CONDOMÍNIO EDIFÍCIO ..., pessoa jurídica de direito privado, sediado na Rua ...,
..., ..., neste ato representado por sua Síndica, Sra. ..., ata de eleição
inclusa (doc. n.º ...), por
intermédio de seu advogado que ao final subscreve, com escritório indicado no
rodapé desta página, instrumento de mandado incluso (doc. n.º ...), vem,
respeitosamente, à presença de
Vossa Excelência para impetrar
MANDADO DE SEGURANÇA PREVENTIVO,
Com pedido liminar
contra coação que se renova mês a mês, do DIRETOR - PRESIDENTE da COMPANHIA DE
... - ..., o qual tem sede na Rua ..., n.º ... - ... - ..., visando impedir a
interrupção do
fornecimento do produto, conforme passa a expor e, ao final, requerer.
1. DOS FATOS
O Impetrante, na qualidade de condômino devidamente constituído (Convenção e
Regimento interno incluso como docs. n.ºs ...e ...), é consumidor dos serviços
prestados pela ..., que na
condição de permissionária, realiza o regular abastecimento de água em todo o
Estado do ...
No caso em tela, o Impetrante insurge-se contra a cobrança da taxa mínima de
consumo imposta pela Impetrada, onde a permissionária estabelece uma estimativa
fictícia de consumo, mês a
mês, por unidade (imóvel), que corresponde a 10m3 (10.000 litros), mesmo quando
o consumo é inferior a este 'quantum'.
A cobrança de tarifa mínima de água na proporção de 10m3 ou 10.000 litros
mensalmente (cerca de 333 litros/dia) ou de gasto fictício é perversa por várias
razões, em especial porque na
sua maioria os consumidores que não chegam a consumir o mínimo faturado pela
autoridade coatora, encontram-se entre as classes sociais menos privilegiadas,
como é o caso dos autos
que, em geral, têm apartamentos com poucos pontos de distribuição de água.

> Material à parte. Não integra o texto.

// src/session.rs

//! Session controller
//!
//! Serializes every state-changing call against one package directory and
//! ties a session to the host process lifecycle:
//!
//! ```text
//! NoSession --start--> Active --reconcile--> Active --end--> NoSession
//! ```
//!
//! Host liveness is polled by the caller and fed in through
//! [`Session::observe_host`]; once the host has been seen running, the
//! running -> stopped edge restores everything.

use crate::activation::{ActivationEngine, ActivationReport, RecoveryOutcome, SessionLock};
use crate::error::{Error, Result};
use crate::resolver::KeepSet;
use std::path::Path;
use tracing::info;

#[derive(Debug, Clone, Copy, PartialEq, Eq)]
pub enum SessionState {
    NoSession,
    Active {
        /// The host has been observed running during this session
        host_seen_running: bool,
    },
}

impl SessionState {
    pub fn is_active(&self) -> bool {
        matches!(self, Self::Active { .. })
    }
}

/// Exclusive handle on a package directory
pub struct Session {
    engine: ActivationEngine,
    state: SessionState,
    recovered: Option<RecoveryOutcome>,
    _lock: SessionLock,
}

impl Session {
    /// Take the session lock, recover any interrupted pass, and pick up an
    /// existing session from its manifest
    pub fn open(engine: ActivationEngine, lock_path: &Path) -> Result<Self> {
        let lock = SessionLock::acquire(lock_path)?;
        let recovered = engine.recover()?;

        let state = if engine.has_session() {
            info!("Resuming active session");
            SessionState::Active {
                host_seen_running: false,
            }
        } else {
            SessionState::NoSession
        };

        Ok(Self {
            engine,
            state,
            recovered,
            _lock: lock,
        })
    }

    pub fn state(&self) -> SessionState {
        self.state
    }

    pub fn engine(&self) -> &ActivationEngine {
        &self.engine
    }

    /// What recovery did when the session was opened
    pub fn recovered(&self) -> Option<&RecoveryOutcome> {
        self.recovered.as_ref()
    }

    /// Cold disable everything outside `keep` and enter `Active`
    pub fn start(&mut self, keep: &KeepSet) -> Result<ActivationReport> {
        if self.state.is_active() {
            return Err(Error::SessionError(
                "session already active".to_string(),
            ));
        }

        let report = self.engine.disable_unrelated(keep)?;
        self.state = SessionState::Active {
            host_seen_running: false,
        };
        Ok(report)
    }

    /// Move an active session toward a new keep set
    pub fn reconcile(&mut self, keep: &KeepSet) -> Result<ActivationReport> {
        if !self.state.is_active() {
            return Err(Error::SessionError("no active session".to_string()));
        }
        self.engine.reconcile(keep)
    }

    /// Restore everything and leave `Active`
    ///
    /// Ending without an active session is a no-op.
    pub fn end(&mut self) -> Result<ActivationReport> {
        let report = self.engine.restore_all()?;
        if !self.engine.has_session() {
            self.state = SessionState::NoSession;
        }
        Ok(report)
    }

    /// Feed in one host liveness observation
    ///
    /// Returns the restore report when this observation ended the session.
    pub fn observe_host(&mut self, running: bool) -> Result<Option<ActivationReport>> {
        let SessionState::Active { host_seen_running } = self.state else {
            return Ok(None);
        };

        match (host_seen_running, running) {
            (false, true) => {
                info!("Host is running");
                self.state = SessionState::Active {
                    host_seen_running: true,
                };
                Ok(None)
            }
            (true, false) => {
                info!("Host stopped, restoring packages");
                self.end().map(Some)
            }
            _ => Ok(None),
        }
    }
}

#[cfg(test)]
mod tests {
    use super::*;
    use crate::activation::PackageState;
    use std::fs;
    use tempfile::TempDir;

    fn setup() -> (TempDir, ActivationEngine) {
        let dir = TempDir::new().unwrap();
        let addon = dir.path().join("AddonPackages");
        fs::create_dir_all(&addon).unwrap();
        for name in ["A.P.1.var", "B.P.1.var"] {
            fs::write(addon.join(name), b"x").unwrap();
        }
        let engine = ActivationEngine::new(
            &addon,
            dir.path().join("manifest.json"),
            dir.path().join("manifest.journal"),
        );
        (dir, engine)
    }

    fn keep_a() -> KeepSet {
        ["A.P.1.var"].into_iter().collect()
    }

    #[test]
    fn test_state_machine() {
        let (dir, engine) = setup();
        let mut session = Session::open(engine, &dir.path().join("s.lock")).unwrap();
        assert_eq!(session.state(), SessionState::NoSession);
        assert!(session.reconcile(&keep_a()).is_err());

        session.start(&keep_a()).unwrap();
        assert!(session.state().is_active());
        assert!(session.start(&keep_a()).is_err());
        assert_eq!(session.reconcile(&keep_a()).unwrap().counts(), (0, 0));

        let report = session.end().unwrap();
        assert_eq!(report.restored, vec!["B.P.1.var"]);
        assert_eq!(session.state(), SessionState::NoSession);
    }

    #[test]
    fn test_host_stop_edge_restores() {
        let (dir, engine) = setup();
        let mut session = Session::open(engine, &dir.path().join("s.lock")).unwrap();
        session.start(&keep_a()).unwrap();

        // Not yet seen running: a "stopped" observation does nothing
        assert!(session.observe_host(false).unwrap().is_none());
        assert!(session.observe_host(true).unwrap().is_none());
        assert!(session.observe_host(true).unwrap().is_none());
        assert_eq!(
            session.engine().state_of("B.P.1.var"),
            PackageState::Disabled
        );

        let report = session.observe_host(false).unwrap().unwrap();
        assert_eq!(report.restored, vec!["B.P.1.var"]);
        assert_eq!(session.state(), SessionState::NoSession);
        assert!(session.observe_host(false).unwrap().is_none());
    }

    #[test]
    fn test_open_resumes_and_excludes_others() {
        let (dir, engine) = setup();
        let lock_path = dir.path().join("s.lock");

        {
            let mut session = Session::open(engine.clone(), &lock_path).unwrap();
            session.start(&keep_a()).unwrap();
            assert!(Session::open(engine.clone(), &lock_path).is_err());
        }

        let session = Session::open(engine, &lock_path).unwrap();
        assert!(session.state().is_active());
        assert!(session.recovered().is_none());
    }
}
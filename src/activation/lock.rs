// src/activation/lock.rs

//! Exclusive session lock
//!
//! Renames against one package directory must never interleave, so every
//! state-changing session holds an advisory `flock` on a file next to the
//! manifest for its whole lifetime. The lock is released when dropped.

use crate::error::{Error, Result};
use fs2::FileExt;
use std::fs::{File, OpenOptions};
use std::path::{Path, PathBuf};
use tracing::{debug, info};

pub struct SessionLock {
    file: File,
    path: PathBuf,
}

impl SessionLock {
    /// Take the lock without blocking
    ///
    /// Fails with [`Error::LockError`] when another session holds it.
    pub fn acquire(path: &Path) -> Result<Self> {
        let file = OpenOptions::new()
            .create(true)
            .truncate(false)
            .write(true)
            .open(path)?;

        match file.try_lock_exclusive() {
            Ok(()) => {
                info!("Acquired session lock at {}", path.display());
                Ok(Self {
                    file,
                    path: path.to_path_buf(),
                })
            }
            Err(e) if e.kind() == std::io::ErrorKind::WouldBlock => Err(Error::LockError(format!(
                "another session holds {}",
                path.display()
            ))),
            Err(e) => Err(Error::LockError(format!(
                "failed to lock {}: {}",
                path.display(),
                e
            ))),
        }
    }

    /// True if some session currently holds the lock
    pub fn is_held(path: &Path) -> bool {
        let Ok(file) = File::open(path) else {
            return false;
        };
        match file.try_lock_exclusive() {
            Ok(()) => {
                let _ = FileExt::unlock(&file);
                false
            }
            Err(_) => true,
        }
    }
}

impl Drop for SessionLock {
    fn drop(&mut self) {
        let _ = FileExt::unlock(&self.file);
        debug!("Released session lock at {}", self.path.display());
    }
}
#[cfg(test)]
mod tests {
    use super::*;
    use crate::packages::scanner::{ScanMode, ScanOptions};
    use std::fs::File;
    use std::time::{Duration, SystemTime};
    use tempfile::TempDir;
    use zip::ZipWriter;
    use zip::write::SimpleFileOptions;

    fn write_archive(path: &Path, meta: &str, extra: &[(&str, &[u8])]) {
        let file = File::create(path).unwrap();
        let mut zip = ZipWriter::new(file);
        let options = SimpleFileOptions::default().compression_method(zip::CompressionMethod::Stored);
        zip.start_file("meta.json", options).unwrap();
        zip.write_all(meta.as_bytes()).unwrap();
        for (name, content) in extra {
            zip.start_file(*name, options).unwrap();
            zip.write_all(content).unwrap();
        }
        zip.finish().unwrap();
    }

    fn set_mtime(path: &Path, secs: u64) {
        File::options()
            .write(true)
            .open(path)
            .unwrap()
            .set_modified(SystemTime::UNIX_EPOCH + Duration::from_secs(secs))
            .unwrap();
    }

    struct Fixture {
        _dir: TempDir,
        addon: PathBuf,
        scenes: PathBuf,
    }

    fn fixture() -> Fixture {
        let dir = TempDir::new().unwrap();
        let addon = dir.path().join("AddonPackages");
        let scenes = dir.path().join("Saves/scene");
        fs::create_dir_all(&addon).unwrap();
        fs::create_dir_all(&scenes).unwrap();

        write_archive(
            &addon.join("A.Scene.1.var"),
            r#"{"dependencies": {"B.Hair.latest": {}}}"#,
            &[("Saves/scene/Club.json", b"{}"), ("Saves/scene/Club.png", b"img")],
        );
        write_archive(&addon.join("B.Hair.1.var"), "{}", &[]);
        write_archive(&addon.join("B.Hair.2.var"), "{}", &[]);
        fs::write(scenes.join("Mine.json"), b"{}").unwrap();

        for name in ["A.Scene.1.var", "B.Hair.1.var", "B.Hair.2.var"] {
            set_mtime(&addon.join(name), 1_700_000_000);
        }

        Fixture {
            _dir: dir,
            addon,
            scenes,
        }
    }

    #[test]
    fn test_snapshot_keeps_latest_variants() {
        let fx = fixture();
        let snapshot = DirectorySnapshot::capture(&fx.addon, Some(&fx.scenes), false).unwrap();

        let names: Vec<&str> = snapshot.signatures.packages.keys().map(String::as_str).collect();
        assert_eq!(names, vec!["A.Scene.1.var", "B.Hair.2.var"]);
        assert!(snapshot.signatures.loose.contains_key("Mine.json"));
    }

    #[test]
    fn test_refresh_reuses_unchanged_records() {
        let fx = fixture();
        let scanner = Scanner::default();
        let snapshot = DirectorySnapshot::capture(&fx.addon, Some(&fx.scenes), false).unwrap();

        let (first, stats) = ScanCache::new(&fx.addon).refresh(&snapshot, &scanner, None, 2);
        assert_eq!(stats.scanned, 2);
        assert_eq!(stats.reused, 0);
        assert_eq!(stats.loose, 1);
        assert!(first.is_current(&snapshot));
        assert_eq!(first.get("A.Scene.1.var").unwrap().dependencies, vec!["B.Hair.latest"]);

        let (second, stats) = first.refresh(&snapshot, &scanner, None, 2);
        assert_eq!(stats.scanned, 0);
        assert_eq!(stats.reused, 2);
        assert_eq!(second.packages, first.packages);
    }

    #[test]
    fn test_changed_archive_needs_rescan() {
        let fx = fixture();
        let scanner = Scanner::default();
        let snapshot = DirectorySnapshot::capture(&fx.addon, Some(&fx.scenes), false).unwrap();
        let (cache, _) = ScanCache::new(&fx.addon).refresh(&snapshot, &scanner, None, 2);

        // Reading an archive leaves its signature alone
        let _ = fs::read(fx.addon.join("B.Hair.2.var")).unwrap();
        let unchanged = DirectorySnapshot::capture(&fx.addon, Some(&fx.scenes), false).unwrap();
        assert!(cache.is_current(&unchanged));

        write_archive(&fx.addon.join("B.Hair.2.var"), r#"{"dependencies": ["C.X.1"]}"#, &[]);
        let changed = DirectorySnapshot::capture(&fx.addon, Some(&fx.scenes), false).unwrap();
        assert!(!cache.is_current(&changed));

        let (updated, stats) = cache.refresh(&changed, &scanner, None, 2);
        assert_eq!(stats.scanned, 1);
        assert_eq!(updated.get("B.Hair.2.var").unwrap().dependencies, vec!["C.X.1"]);
    }

    #[test]
    fn test_new_loose_scene_needs_rescan() {
        let fx = fixture();
        let snapshot = DirectorySnapshot::capture(&fx.addon, Some(&fx.scenes), false).unwrap();
        let (cache, _) = ScanCache::new(&fx.addon).refresh(&snapshot, &Scanner::default(), None, 1);

        fs::write(fx.scenes.join("Another.json"), b"{}").unwrap();
        let current = DirectorySnapshot::capture(&fx.addon, Some(&fx.scenes), false).unwrap();
        assert!(!cache.is_current(&current));
    }

    #[test]
    fn test_directory_change_needs_rescan() {
        let cached = SignatureSet {
            addon_dir: PathBuf::from("/a"),
            ..Default::default()
        };
        let current = SignatureSet {
            addon_dir: PathBuf::from("/b"),
            ..Default::default()
        };
        assert!(needs_rescan(&cached, &current));
        assert!(!needs_rescan(&cached, &cached.clone()));
    }

    #[test]
    fn test_save_and_load() {
        let fx = fixture();
        let snapshot = DirectorySnapshot::capture(&fx.addon, Some(&fx.scenes), false).unwrap();
        let (mut cache, _) = ScanCache::new(&fx.addon).refresh(&snapshot, &Scanner::default(), None, 2);
        cache.set_looks("A.Scene.1.var", "Club", true);

        let dir = TempDir::new().unwrap();
        let path = dir.path().join("nested").join(CACHE_FILENAME);
        cache.save(&path).unwrap();

        let loaded = ScanCache::load(&path).unwrap();
        assert_eq!(loaded, cache);
        assert_eq!(loaded.looks("A.Scene.1.var", "Club"), Some(true));
        assert_eq!(loaded.scenes().len(), 2);
    }

    #[test]
    fn test_load_rejects_other_schema_and_garbage() {
        let dir = TempDir::new().unwrap();
        let path = dir.path().join(CACHE_FILENAME);
        assert!(ScanCache::load(&path).is_none());

        let mut cache = ScanCache::new("/addon");
        cache.version = CACHE_SCHEMA_VERSION + 1;
        cache.save(&path).unwrap();
        assert!(ScanCache::load(&path).is_none());

        fs::write(&path, b"not json").unwrap();
        assert!(ScanCache::load(&path).is_none());
    }

    #[test]
    fn test_full_refresh_stores_previews() {
        let fx = fixture();
        let store_dir = TempDir::new().unwrap();
        let store = PreviewStore::new(store_dir.path());
        let scanner = Scanner::new(ScanOptions {
            mode: ScanMode::Full,
            include_hidden: false,
        });

        let snapshot = DirectorySnapshot::capture(&fx.addon, None, false).unwrap();
        let (cache, _) = ScanCache::new(&fx.addon).refresh(&snapshot, &scanner, Some(&store), 2);

        let scene = &cache.get("A.Scene.1.var").unwrap().scenes[0];
        let relative = scene.preview_file.as_deref().unwrap();
        assert_eq!(store.read(relative).as_deref(), Some(&b"img"[..]));
        assert!(scene.preview_bytes.is_none());
    }

    #[test]
    fn test_cached_lookup_falls_back_to_scanner() {
        let fx = fixture();
        let scanner = Scanner::default();
        let snapshot = DirectorySnapshot::capture(&fx.addon, None, false).unwrap();
        let (cache, _) = ScanCache::new(&fx.addon).refresh(&snapshot, &scanner, None, 2);

        write_archive(&fx.addon.join("B.Hair.1.var"), r#"{"dependencies": ["Z.Z.1"]}"#, &[]);

        let mut lookup = CachedLookup::new(&cache, &scanner, &fx.addon);
        assert_eq!(lookup.dependencies("A.Scene.1.var"), vec!["B.Hair.latest"]);
        assert_eq!(lookup.dependencies("B.Hair.1.var"), vec!["Z.Z.1"]);
        assert_eq!(lookup.dependencies("B.Hair.1.var"), vec!["Z.Z.1"]);
        assert_eq!(lookup.misses(), 1);
    }
}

A perversidade da cobrança de tarifa mínima de água é maior ainda quando a
autoridade coatora vem a público instar os consumidores a economizar água.
Este serviço cobrado e muitas vezes não prestado, é subsidiado pelos
consumidores cujo consumo é superior a 15 m3, ou seja, a ... aplica subsídio ao
consumidor que se situa na faixa
inferior a 10 m3 com a arrecadação do preço pago por quem consumir acima dos 15
m3. Pergunta-se: se o serviço oferecido até 10 m3 é subsidiado por quem consome
mais de 15 m3,
por que a ... não cobra pelo serviço realmente utilizado por aqueles que
consomem um percentual inferior a 10 m3?
A resposta negativa se impõe pelas vantagens do faturamento duplo (ou
enriquecimento sem causa duplo), ou seja, incidente sobre um serviço não
prestado para alguns que pagam mais,
sob a "justificativa" de subsidiar outros que, por sua vez, pagam pelo que não
consomem.
Não obstante as classes menos favorecidas sejam as mais penalizadas, não se pode
deixar de consignar a injustiça praticada também contra o consumidor de maior
renda. Embora
normalmente consuma água acima da cota mínima, existem situações em que ele nada
consome e paga. É o caso, por exemplo, dos consumidores proprietários de casas
de veraneio, que
durante pelo menos 10 (dez) meses do ano praticamente nada consomem e pagam
tarifa mínima.
No caso 'sub judice', a cobrança indevida do gasto fictício, com na grande
maioria dos condomínios que possuem somente um hidrômetro para todo o prédio,
onde também a ... estima um
consumo mínimo individual ou por moradia (a qual denomina de "economia"), se dá
independentemente do fato do hidrômetro marcar consumo inferior à soma daqueles
consumos mínimos.
Vale frisar, que o Impetrante possui unidades onde os moradores passam o dia
inteiro fora, deixando de consumir o limite mínimo imposto pela Impetrada. No
entanto, assim mesmo está
obrigada a pagar a referida tarifa mínima, haja água ou não, quer seja medida
por hidrômetro, quer seja estimada. A cobrança fictícia ocorre pelos 10m3.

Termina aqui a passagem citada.